* [Data extract]

▽

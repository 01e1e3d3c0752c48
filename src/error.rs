//! Error types for SKE
//!
//! Errors are structured with fields to aid debugging. Validation errors carry
//! the offending option, convergence errors carry the host, service and the
//! hosts that had already been converged when the plane stopped.

use thiserror::Error;

use crate::cluster::Role;
use crate::hosts::AgentError;
use crate::services::{Action, ServiceName};

/// Main error type for SKE operations
#[derive(Debug, Error)]
pub enum Error {
    /// The cluster description is malformed or contradictory
    #[error("validation error: {message}")]
    Validation {
        /// Description of what's invalid
        message: String,
        /// The invalid option path (e.g., "services.kubelet.image")
        field: Option<String>,
    },

    /// A host agent call failed while converging or tearing down a plane
    #[error(transparent)]
    Convergence(Box<ConvergenceError>),

    /// A plane operation stopped because its cancellation token fired
    #[error("[{plane}] plane operation cancelled")]
    Cancelled {
        /// Plane that was being converged
        plane: Role,
    },

    /// Addon manifest rendering failed
    #[error("template error: {message}")]
    Template {
        /// Description of what failed
        message: String,
        /// Template being rendered (if known)
        template: Option<String>,
    },

    /// Serialization/deserialization error
    #[error("serialization error: {message}")]
    Serialization {
        /// Description of what failed
        message: String,
        /// The document kind being processed (if known)
        kind: Option<String>,
    },

    /// The cluster description could not be read
    #[error("failed to read cluster config {path}: {message}")]
    Config {
        /// Path of the config file
        path: String,
        /// Description of what failed
        message: String,
    },
}

/// Failure of a single host operation inside a plane
///
/// The orchestrator does not roll back: hosts listed in `completed` had
/// every step of their stage applied before the failure.
#[derive(Debug, Error)]
#[error("[{plane}] failed to {action} {service} on host [{host}]: {source}")]
pub struct ConvergenceError {
    /// Plane being converged or torn down
    pub plane: Role,
    /// Address of the failing host
    pub host: String,
    /// Service whose operation failed
    pub service: ServiceName,
    /// Operation that failed
    pub action: Action,
    /// Hosts fully processed before the failure, in completion order
    pub completed: Vec<String>,
    /// Error returned by the host agent
    #[source]
    pub source: AgentError,
}

impl Error {
    /// Create a validation error with the given message
    pub fn validation(msg: impl Into<String>) -> Self {
        Self::Validation {
            message: msg.into(),
            field: None,
        }
    }

    /// Create a validation error for a specific option
    pub fn validation_for_field(field: impl Into<String>, msg: impl Into<String>) -> Self {
        Self::Validation {
            message: msg.into(),
            field: Some(field.into()),
        }
    }

    /// Wrap a convergence failure
    pub fn convergence(err: ConvergenceError) -> Self {
        Self::Convergence(Box::new(err))
    }

    /// Create a cancellation error for a plane
    pub fn cancelled(plane: Role) -> Self {
        Self::Cancelled { plane }
    }

    /// Create a template error with the given message
    pub fn template(msg: impl Into<String>) -> Self {
        Self::Template {
            message: msg.into(),
            template: None,
        }
    }

    /// Create a template error for a named template
    pub fn template_for(template: impl Into<String>, msg: impl Into<String>) -> Self {
        Self::Template {
            message: msg.into(),
            template: Some(template.into()),
        }
    }

    /// Create a serialization error with the given message
    pub fn serialization(msg: impl Into<String>) -> Self {
        Self::Serialization {
            message: msg.into(),
            kind: None,
        }
    }

    /// Create a serialization error with document kind context
    pub fn serialization_for_kind(kind: impl Into<String>, msg: impl Into<String>) -> Self {
        Self::Serialization {
            message: msg.into(),
            kind: Some(kind.into()),
        }
    }

    /// Create a config read error
    pub fn config(path: impl Into<String>, msg: impl Into<String>) -> Self {
        Self::Config {
            path: path.into(),
            message: msg.into(),
        }
    }

    /// The host agent error behind a convergence failure, if any
    pub fn agent_error(&self) -> Option<&AgentError> {
        match self {
            Self::Convergence(err) => Some(&err.source),
            _ => None,
        }
    }

    /// Whether re-running the same operation could succeed
    ///
    /// Validation and config errors are deterministic. Convergence errors are
    /// retryable when the agent says so, relying on agent idempotence.
    pub fn is_retryable(&self) -> bool {
        match self {
            Self::Convergence(err) => err.source.is_retryable(),
            Self::Cancelled { .. } => true,
            Self::Validation { .. }
            | Self::Template { .. }
            | Self::Serialization { .. }
            | Self::Config { .. } => false,
        }
    }
}
//! Cluster description validation
//!
//! Validation is a pure predicate over a [`ClusterConfig`] and its derived
//! [`RoleTopology`]. Checks run in a fixed order and the first violation is
//! returned: structural checks (etcd source, duplicate hosts) come before
//! per-host and per-service field checks.

use super::host::Host;
use super::topology::RoleTopology;
use super::types::ClusterConfig;
use crate::{Error, Result};

/// Network plugins SKE knows how to deploy
pub const SUPPORTED_NETWORK_PLUGINS: [&str; 4] = ["flannel", "calico", "canal", "weave"];

/// Istio service mesh provider
pub const ISTIO_SERVICE_MESH_PROVIDER: &str = "istio";

/// Maximum length of a DNS-1123 subdomain
const DNS1123_SUBDOMAIN_MAX_LENGTH: usize = 253;

/// Validate a cluster description and return the role topology it derives
///
/// # Errors
///
/// Returns [`Error::Validation`] describing the first violated rule.
pub fn validate_cluster(config: &ClusterConfig) -> Result<RoleTopology> {
    let topology = RoleTopology::from_config(config);
    validate_host_count(config, &topology)?;
    validate_duplicate_nodes(&config.nodes)?;
    validate_hosts_options(&config.nodes)?;
    validate_auth_options(config)?;
    validate_network_options(config)?;
    validate_ingress_options(config)?;
    validate_service_mesh_options(config)?;
    validate_services_options(config)?;
    Ok(topology)
}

△

Nothing in the entries may be left out; each line is to be output exactly.

* [Written response]
repository 01e1e3d3c0752c48
filename src/error.rs
//! Error types for SKE
//!
//! Errors are structured with fields to aid debugging. Validation errors carry
//! the offending option, convergence errors carry the host, service and the
//! hosts that had already been converged when the plane stopped.

use thiserror::Error;

use crate::cluster::Role;
use crate::hosts::AgentError;
use crate::services::{Action, ServiceName};

/// Main error type for SKE operations
#[derive(Debug, Error)]
pub enum Error {
    /// The cluster description is malformed or contradictory
    #[error("validation error: {message}")]
    Validation {
        /// Description of what's invalid
        message: String,
        /// The invalid option path (e.g., "services.kubelet.image")
        field: Option<String>,
    },

    /// A host agent call failed while converging or tearing down a plane
    #[error(transparent)]
    Convergence(Box<ConvergenceError>),

    /// A plane operation stopped because its cancellation token fired
    #[error("[{plane}] plane operation cancelled")]
    Cancelled {
        /// Plane that was being converged
        plane: Role,
    },

    /// Addon manifest rendering failed
    #[error("template error: {message}")]
    Template {
        /// Description of what failed
        message: String,
        /// Template being rendered (if known)
        template: Option<String>,
    },

    /// Serialization/deserialization error
    #[error("serialization error: {message}")]
    Serialization {
        /// Description of what failed
        message: String,
        /// The document kind being processed (if known)
        kind: Option<String>,
    },

    /// The cluster description could not be read
    #[error("failed to read cluster config {path}: {message}")]
    Config {
        /// Path of the config file
        path: String,
        /// Description of what failed
        message: String,
    },
}

/// Failure of a single host operation inside a plane
///
/// The orchestrator does not roll back: hosts listed in `completed` had
/// every step of their stage applied before the failure.
#[derive(Debug, Error)]
#[error("[{plane}] failed to {action} {service} on host [{host}]: {source}")]
pub struct ConvergenceError {
    /// Plane being converged or torn down
    pub plane: Role,
    /// Address of the failing host
    pub host: String,
    /// Service whose operation failed
    pub service: ServiceName,
    /// Operation that failed
    pub action: Action,
    /// Hosts fully processed before the failure, in completion order
    pub completed: Vec<String>,
    /// Error returned by the host agent
    #[source]
    pub source: AgentError,
}

impl Error {
    /// Create a validation error with the given message
    pub fn validation(msg: impl Into<String>) -> Self {
        Self::Validation {
            message: msg.into(),
            field: None,
        }
    }

    /// Create a validation error for a specific option
    pub fn validation_for_field(field: impl Into<String>, msg: impl Into<String>) -> Self {
        Self::Validation {
            message: msg.into(),
            field: Some(field.into()),
        }
    }

    /// Wrap a convergence failure
    pub fn convergence(err: ConvergenceError) -> Self {
        Self::Convergence(Box::new(err))
    }

    /// Create a cancellation error for a plane
    pub fn cancelled(plane: Role) -> Self {
        Self::Cancelled { plane }
    }

    /// Create a template error with the given message
    pub fn template(msg: impl Into<String>) -> Self {
        Self::Template {
            message: msg.into(),
            template: None,
        }
    }

    /// Create a template error for a named template
    pub fn template_for(template: impl Into<String>, msg: impl Into<String>) -> Self {
        Self::Template {
            message: msg.into(),
            template: Some(template.into()),
        }
    }

    /// Create a serialization error with the given message
    pub fn serialization(msg: impl Into<String>) -> Self {
        Self::Serialization {
            message: msg.into(),
            kind: None,
        }
    }

    /// Create a serialization error with document kind context
    pub fn serialization_for_kind(kind: impl Into<String>, msg: impl Into<String>) -> Self {
        Self::Serialization {
            message: msg.into(),
            kind: Some(kind.into()),
        }
    }

    /// Create a config read error
    pub fn config(path: impl Into<String>, msg: impl Into<String>) -> Self {
        Self::Config {
            path: path.into(),
            message: msg.into(),
        }
    }

    /// The host agent error behind a convergence failure, if any
    pub fn agent_error(&self) -> Option<&AgentError> {
        match self {
            Self::Convergence(err) => Some(&err.source),
            _ => None,
        }
    }

    /// Whether re-running the same operation could succeed
    ///
    /// Validation and config errors are deterministic. Convergence errors are
    /// retryable when the agent says so, relying on agent idempotence.
    pub fn is_retryable(&self) -> bool {
        match self {
            Self::Convergence(err) => err.source.is_retryable(),
            Self::Cancelled { .. } => true,
            Self::Validation { .. }
            | Self::Template { .. }
            | Self::Serialization { .. }
            | Self::Config { .. } => false,
        }
    }
}
//! Cluster description validation
//!
//! Validation is a pure predicate over a [`ClusterConfig`] and its derived
//! [`RoleTopology`]. Checks run in a fixed order and the first violation is
//! returned: structural checks (etcd source, duplicate hosts) come before
//! per-host and per-service field checks.

use super::host::Host;
use super::topology::RoleTopology;
use super::types::ClusterConfig;
use crate::{Error, Result};

/// Network plugins SKE knows how to deploy
pub const SUPPORTED_NETWORK_PLUGINS: [&str; 4] = ["flannel", "calico", "canal", "weave"];

/// Istio service mesh provider
pub const ISTIO_SERVICE_MESH_PROVIDER: &str = "istio";

/// Maximum length of a DNS-1123 subdomain
const DNS1123_SUBDOMAIN_MAX_LENGTH: usize = 253;

/// Validate a cluster description and return the role topology it derives
///
/// # Errors
///
/// Returns [`Error::Validation`] describing the first violated rule.
pub fn validate_cluster(config: &ClusterConfig) -> Result<RoleTopology> {
    let topology = RoleTopology::from_config(config);
    validate_host_count(config, &topology)?;
    validate_duplicate_nodes(&config.nodes)?;
    validate_hosts_options(&config.nodes)?;
    validate_auth_options(config)?;
    validate_network_options(config)?;
    validate_ingress_options(config)?;
    validate_service_mesh_options(config)?;
    validate_services_options(config)?;
    Ok(topology)
}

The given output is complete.